After a few minutes, I clicked it off and left the tower. I looked through the office and the hotel rooms on the floor below. Nothing of interest. Though I don’t think I was looking to be entertained. I was looking for comfort, and absent that, distraction.
The gift shop on the second floor unbelievably had some T-shirts. One was in my size. I peeled off the hot, sweaty top I’d been wearing and exchanged it for a gift shop T-shirt. I took one that had been wrapped in plastic. After sitting there exposed to the elements for so long, the ones on the rack weren’t much better than what I’d had on.
Trevor was in the main restaurant’s kitchen, as promised, heating up food. Something from a can and something from a deep freezer the sun must have kept operational all this time.
I spotted a small handgun lying on the counter near him.
“W-why do you have that?”
Trevor glanced over at the gun and then back at me. “Why wouldn’t I have it? We’re lucky I have it and that I haven’t had to use it. This is a very different world, Elodie. You know that. I have to protect us.”
It wasn’t as if he’d waved the gun at me like a lunatic. He’d probably had it concealed on him earlier. And it wasn’t as if someone as strong as Trevor needed a weapon to harm me, particularly in such isolation, but it still scared me that he had it.
“How come this whole place isn’t looted?” I asked, trying to shift the subject away to something safer.
He looked up from a bag of frozen chicken nuggets. “Several of the stores on the main strip were looted. The castle may have been harder to get to when they came through. And the park is a bit off the beaten path. It wasn’t a well-known park. So not too many groups would have come through.”
The kitchen looked modern, but the main dining room was like a banquet hall in some old castle right out of a fairy tale. There were long banquet tables, which were positioned in a big square, leaving a wide-open space where there must have been some form of entertainment for the diners.
“Those are some big fireplaces out in the dining hall,” I said.
Trevor smiled. “Yeah. It’s great for when it gets cold out.”
We ate in the big, empty banquet hall on two throne-like chairs that I imagined had been set aside for actors playing the king and queen of the castle. Sitting there like royalty dining on food that was anything but royal fare was depressing as hell.
As if I didn’t already feel like I was one of the last two remaining humans on the planet.
For some reason it made me think of the story of Adam and Eve in the garden. I couldn’t pull out a single personal detail about my life, but somehow an old religious myth was right there perched on the surface of my brain.
The garden was supposed to be some utopian paradise, but I couldn’t imagine anything as a paradise that only contained two people.
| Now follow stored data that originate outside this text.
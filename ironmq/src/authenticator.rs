//! An in-process ZAP (RFC 27) replier gating NULL/PLAIN/CURVE
//! connections against IP allow/deny lists and a public-key whitelist.

use std::collections::{HashMap, HashSet};
use std::sync::atomic::{AtomicBool, Ordering};
use std::sync::Arc;

use ironmq_core::error::{Error, Result};
use ironmq_core::message::Message;
use parking_lot::{Mutex, RwLock};
use tracing::{debug, instrument, warn};

use crate::context::Context;
use crate::poller::Poller;
use crate::socket::{Role, Socket};
use crate::worker::{ThreadPriority, Worker};

/// The well-known in-process endpoint the authenticator binds.
pub const ZAP_ENDPOINT: &str = "inproc://zeromq.zap.01";

static AUTHENTICATOR_LIVE: AtomicBool = AtomicBool::new(false);

#[derive(Default)]
struct Properties {
    private_key: Option<[u8; 32]>,
    whitelist: HashSet<[u8; 32]>,
    /// `true` = allow, `false` = deny. First writer for a given address
    /// wins.
    addresses: HashMap<String, bool>,
    require_allow: bool,
    weak_domains: HashSet<String>,
}

impl Properties {
    fn allowed_address(&self, address: &str) -> bool {
        match self.addresses.get(address) {
            Some(&allowed) => allowed,
            None => !self.require_allow,
        }
    }
}

/// A single ZAP request, decoded from its six-or-more frame form.
struct ZapRequest {
    version: String,
    sequence: String,
    domain: String,
    address: String,
    identity: String,
    mechanism: String,
    mechanism_frames: Vec<bytes::Bytes>,
}

impl ZapRequest {
    fn decode(message: &mut Message) -> Option<Self> {
        if message.size() < 6 {
            return None;
        }
        let version = message.dequeue_text()?;
        let sequence = message.dequeue_text()?;
        let domain = message.dequeue_text()?;
        let address = message.dequeue_text()?;
        let identity = message.dequeue_text()?;
        let mechanism = message.dequeue_text()?;
        let mut mechanism_frames = Vec::new();
        while let Some(frame) = message.dequeue_bytes() {
            mechanism_frames.push(frame);
        }
        Some(ZapRequest {
            version,
            sequence,
            domain,
            address,
            identity,
            mechanism,
            mechanism_frames,
        })
    }
}

struct ZapResponse {
    status_code: &'static str,
    status_text: &'static str,
    userid: &'static str,
}

impl ZapResponse {
    fn internal_error() -> Self {
        ZapResponse {
            status_code: "500",
            status_text: "Internal error",
            userid: "",
        }
    }

    fn denied(reason: &'static str) -> Self {
        ZapResponse {
            status_code: "400",
            status_text: reason,
            userid: "",
        }
    }

    fn ok(userid: &'static str) -> Self {
        ZapResponse {
            status_code: "200",
            status_text: "OK",
            userid,
        }
    }

    fn encode(&self, version: &str, sequence: &str) -> Message {
        let mut message = Message::new();
        message.enqueue_text(version);
        message.enqueue_text(sequence);
        message.enqueue_text(self.status_code);
        message.enqueue_text(self.status_text);
        message.enqueue_text(self.userid);
        message.enqueue_text("");
        message
    }
}

fn evaluate(properties: &Properties, request: &ZapRequest) -> ZapResponse {
    if request.version != "1.0" || request.sequence.is_empty() || !request.identity.is_empty() {
        return ZapResponse::internal_error();
    }

    if !properties.allowed_address(&request.address) {
        return ZapResponse::denied("Address not allowed.");
    }

    match request.mechanism.as_str() {
        "NULL" => {
            if !request.mechanism_frames.is_empty() || request.domain.is_empty() {
                return ZapResponse::denied("NULL mechanism requires a domain.");
            }
            if properties.weak_domains.contains(&request.domain) {
                ZapResponse::ok("anonymous")
            } else {
                ZapResponse::denied("Domain not authorised.")
            }
        }
        "CURVE" => {
            if request.mechanism_frames.len() != 1 || request.mechanism_frames[0].len() != 32 {
                return ZapResponse::denied("CURVE requires a 32-byte public key.");
            }
            let mut key = [0u8; 32];
            key.copy_from_slice(&request.mechanism_frames[0]);
            if properties.whitelist.is_empty() || properties.whitelist.contains(&key) {
                ZapResponse::ok("unspecified")
            } else {
                ZapResponse::denied("Public key not whitelisted.")
            }
        }
        "PLAIN" => ZapResponse::denied("PLAIN mechanism not supported."),
        _ => ZapResponse::denied("Security mechanism not supported."),
    }
}

/// The ZAP authenticator worker.
///
/// At most one `Authenticator` may be live per process at a time (the
/// ZAP endpoint is a process-wide singleton in libzmq); constructing a
/// second while one is alive fails with [`Error::SocketState`].
pub struct Authenticator {
    properties: Arc<RwLock<Properties>>,
    context: Context,
    lifecycle: Mutex<Worker>,
}

impl Authenticator {
    /// Build an authenticator bound to `context`. The context must be
    /// the same one used by the sockets this authenticator will secure,
    /// since ZAP's `inproc://` endpoint is scoped per-context.
    pub fn new(context: Context) -> Result<Self> {
        if AUTHENTICATOR_LIVE
            .compare_exchange(false, true, Ordering::SeqCst, Ordering::SeqCst)
            .is_err()
        {
            warn!("attempted to construct a second authenticator in this process");
            return Err(Error::SocketState);
        }
        Ok(Authenticator {
            properties: Arc::new(RwLock::new(Properties::default())),
            context,
            lifecycle: Mutex::new(Worker::new("zap-authenticator", ThreadPriority::High)),
        })
    }

    /// Start the ZAP replier thread.
    #[instrument(skip(self))]
    pub fn start(&self) -> Result<()> {
        self.context.start()?;
        let context = self.context.clone();
        let properties = Arc::clone(&self.properties);
        let mut worker = self.lifecycle.lock();
        worker.start(move |stop_flag, started| {
            run(context, properties, stop_flag, started);
        })
    }

    /// Stop the ZAP replier thread. Idempotent.
    #[instrument(skip(self))]
    pub fn stop(&self) -> Result<()> {
        let mut worker = self.lifecycle.lock();
        worker.stop()
    }

    /// Wire `socket` into this authenticator under `domain`.
    ///
    /// When `secure` is `false`, the socket is authorised via the NULL
    /// mechanism: `domain` must be non-empty whenever any address
    /// policy has been configured, and is recorded as a "weak domain"
    /// (a record that persists even after `socket` is closed — a
    /// domain must not be reused for a different policy).
    ///
    /// When `secure` is `true`, this authenticator's private key is
    /// applied to `socket` and it is marked as a CURVE server; `domain`
    /// may be empty.
    pub fn apply(&self, socket: &Socket, domain: &str, secure: bool) -> Result<()> {
        let properties = self.properties.read();
        if !properties.whitelist.is_empty() && properties.private_key.is_none() {
            return Err(Error::SocketState);
        }
        let has_address_policy = !properties.addresses.is_empty();
        drop(properties);

        if secure {
            let private_key = self
                .properties
                .read()
                .private_key
                .ok_or(Error::SocketState)?;
            socket.set_private_key(&private_key)?;
            socket.set_curve_server()?;
            socket.set_authentication_domain(domain)?;
        } else {
            if has_address_policy && domain.is_empty() {
                return Err(Error::SocketState);
            }
            if !domain.is_empty() {
                self.properties.write().weak_domains.insert(domain.to_owned());
            }
            socket.set_authentication_domain(domain)?;
        }
        Ok(())
    }

    /// Set this authenticator's private key (required before any
    /// CURVE-secured socket is applied).
    pub fn set_private_key(&self, key: [u8; 32]) {
        self.properties.write().private_key = Some(key);
    }

    /// Allow a CURVE client public key.
    pub fn allow_key(&self, public_key: [u8; 32]) {
        self.properties.write().whitelist.insert(public_key);
    }

    /// Allow an address. First writer for a given address wins; the
    /// first `allow` call for any address switches the whole policy
    /// into "restrictive" mode (only explicitly-allowed addresses pass).
    pub fn allow(&self, address: impl Into<String>) {
        let mut properties = self.properties.write();
        properties.require_allow = true;
        properties.addresses.entry(address.into()).or_insert(true);
    }

    /// Deny an address. First writer for a given address wins.
    pub fn deny(&self, address: impl Into<String>) {
        let mut properties = self.properties.write();
        properties.addresses.entry(address.into()).or_insert(false);
    }
}

impl Drop for Authenticator {
    fn drop(&mut self) {
        let _ = self.stop();
        AUTHENTICATOR_LIVE.store(false, Ordering::SeqCst);
    }
}

fn run(
    context: Context,
    properties: Arc<RwLock<Properties>>,
    stop_flag: Arc<AtomicBool>,
    started: flume::Sender<bool>,
) {
    let socket = match Socket::new(&context, Role::Replier, ironmq_core::settings::Settings::default()) {
        Ok(socket) => socket,
        Err(err) => {
            warn!(?err, "zap authenticator failed to create its socket");
            let _ = started.send(false);
            return;
        }
    };
    if let Err(err) = socket.bind(ZAP_ENDPOINT) {
        warn!(?err, "zap authenticator failed to bind");
        let _ = started.send(false);
        return;
    }
    let _ = started.send(true);

    let mut poller = Poller::new();
    poller.add(&socket);

    while !stop_flag.load(Ordering::SeqCst) {
        let ready = poller.wait_timeout(200);
        if poller.terminated() {
            break;
        }
        if !ready.contains(socket.id()) {
            continue;
        }
        let mut inbound = Message::new();
        if socket.receive(&mut inbound).is_err() {
            continue;
        }
        let Some(request) = ZapRequest::decode(&mut inbound) else {
            debug!("dropping malformed zap request");
            continue;
        };
        let response = evaluate(&properties.read(), &request);
        let mut outbound = response.encode(&request.version, &request.sequence);
        let _ = socket.send(&mut outbound);
    }

    let _ = socket.stop();
}

#[cfg(test)]
mod tests {
    use super::*;

    fn request(
        domain: &str,
        address: &str,
        mechanism: &str,
        frames: Vec<bytes::Bytes>,
    ) -> ZapRequest {
        ZapRequest {
            version: "1.0".to_owned(),
            sequence: "1".to_owned(),
            domain: domain.to_owned(),
            address: address.to_owned(),
            identity: String::new(),
            mechanism: mechanism.to_owned(),
            mechanism_frames: frames,
        }
    }

    #[test]
    fn null_mechanism_requires_registered_domain() {
        let mut properties = Properties::default();
        properties.weak_domains.insert("testing".to_owned());
        let response = evaluate(&properties, &request("testing", "127.0.0.1", "NULL", vec![]));
        assert_eq!(response.status_code, "200");
        assert_eq!(response.userid, "anonymous");
    }

    #[test]
    fn null_mechanism_rejects_unregistered_domain() {
        let properties = Properties::default();
        let response = evaluate(&properties, &request("testing", "127.0.0.1", "NULL", vec![]));
        assert_eq!(response.status_code, "400");
    }

    #[test]
    fn null_mechanism_rejects_empty_domain() {
        let properties = Properties::default();
        let response = evaluate(&properties, &request("", "127.0.0.1", "NULL", vec![]));
        assert_eq!(response.status_code, "400");
    }

    #[test]
    fn curve_mechanism_allows_empty_whitelist() {
        let properties = Properties::default();
        let key = bytes::Bytes::from(vec![9u8; 32]);
        let response = evaluate(&properties, &request("", "127.0.0.1", "CURVE", vec![key]));
        assert_eq!(response.status_code, "200");
        assert_eq!(response.userid, "unspecified");
    }

    #[test]
    fn curve_mechanism_enforces_whitelist() {
        let mut properties = Properties::default();
        properties.whitelist.insert([1u8; 32]);
        let other_key = bytes::Bytes::from(vec![2u8; 32]);
        let response = evaluate(&properties, &request("", "127.0.0.1", "CURVE", vec![other_key]));
        assert_eq!(response.status_code, "400");
    }

    #[test]
    fn plain_mechanism_is_always_rejected() {
        let properties = Properties::default();
        let response = evaluate(&properties, &request("", "127.0.0.1", "PLAIN", vec![]));
        assert_eq!(response.status_code, "400");
        assert_eq!(response.status_text, "PLAIN mechanism not supported.");
    }

    #[test]
    fn unknown_mechanism_is_rejected() {
        let properties = Properties::default();
        let response = evaluate(&properties, &request("", "127.0.0.1", "WAT", vec![]));
        assert_eq!(response.status_code, "400");
    }

    #[test]
    fn address_policy_defaults_to_allow_when_empty() {
        let properties = Properties::default();
        assert!(properties.allowed_address("1.2.3.4"));
    }

    #[test]
    fn explicit_deny_wins_regardless_of_order() {
        let mut properties = Properties::default();
        properties.addresses.insert("127.0.0.1".to_owned(), true);
        properties.require_allow = true;
        // Second writer for the same address is ignored by `allow`/`deny`'s
        // entry-or-insert semantics, asserted at the Authenticator level;
        // here we assert the read-side policy directly.
        assert!(properties.allowed_address("127.0.0.1"));
        assert!(!properties.allowed_address("10.0.0.1"));
    }

    #[test]
    fn malformed_request_is_rejected() {
        let mut message = Message::new();
        message.enqueue_text("1.0");
        assert!(ZapRequest::decode(&mut message).is_none());
    }

    #[test]
    fn non_empty_identity_is_an_internal_error() {
        let properties = Properties::default();
        let mut request = request("", "127.0.0.1", "NULL", vec![]);
        request.identity = "nope".to_owned();
        let response = evaluate(&properties, &request);
        assert_eq!(response.status_code, "500");
    }
}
It seemed lonely. No wonder Eve began forming questionable friendships with reptiles.
I picked at the chicken nuggets on my plate.
“Something wrong with it?” Trevor asked.
“Just not very hungry.”
He looked concerned as if trying to remember if loss of appetite was related to concussion.
I stared down at the baked beans and chicken on my plate and wondered if I’d ever get my memory back. I wasn’t sure I wanted to remember a time that was happier when the world ran like clockwork and no one thought it could ever end. I had a sense of what things had once been like in general, though I couldn’t seem to project myself into any of the stories. Maybe that was for the best.
“When are we going to look for more survivors?” I asked, trying to stop thinking about my troubling loss of memory.
“Am I such poor company?”
“That’s not what I meant.”
I’d seen proof positive that I at least knew him. We had at least, at some point in our history, sat together in a photo booth like we liked each other and gotten photos made. But the number of things he wasn’t telling me could no doubt fill libraries. Had we had a rocky relationship? Was there some awful shared trauma he’d been trying not to burden me with? A tragic loss?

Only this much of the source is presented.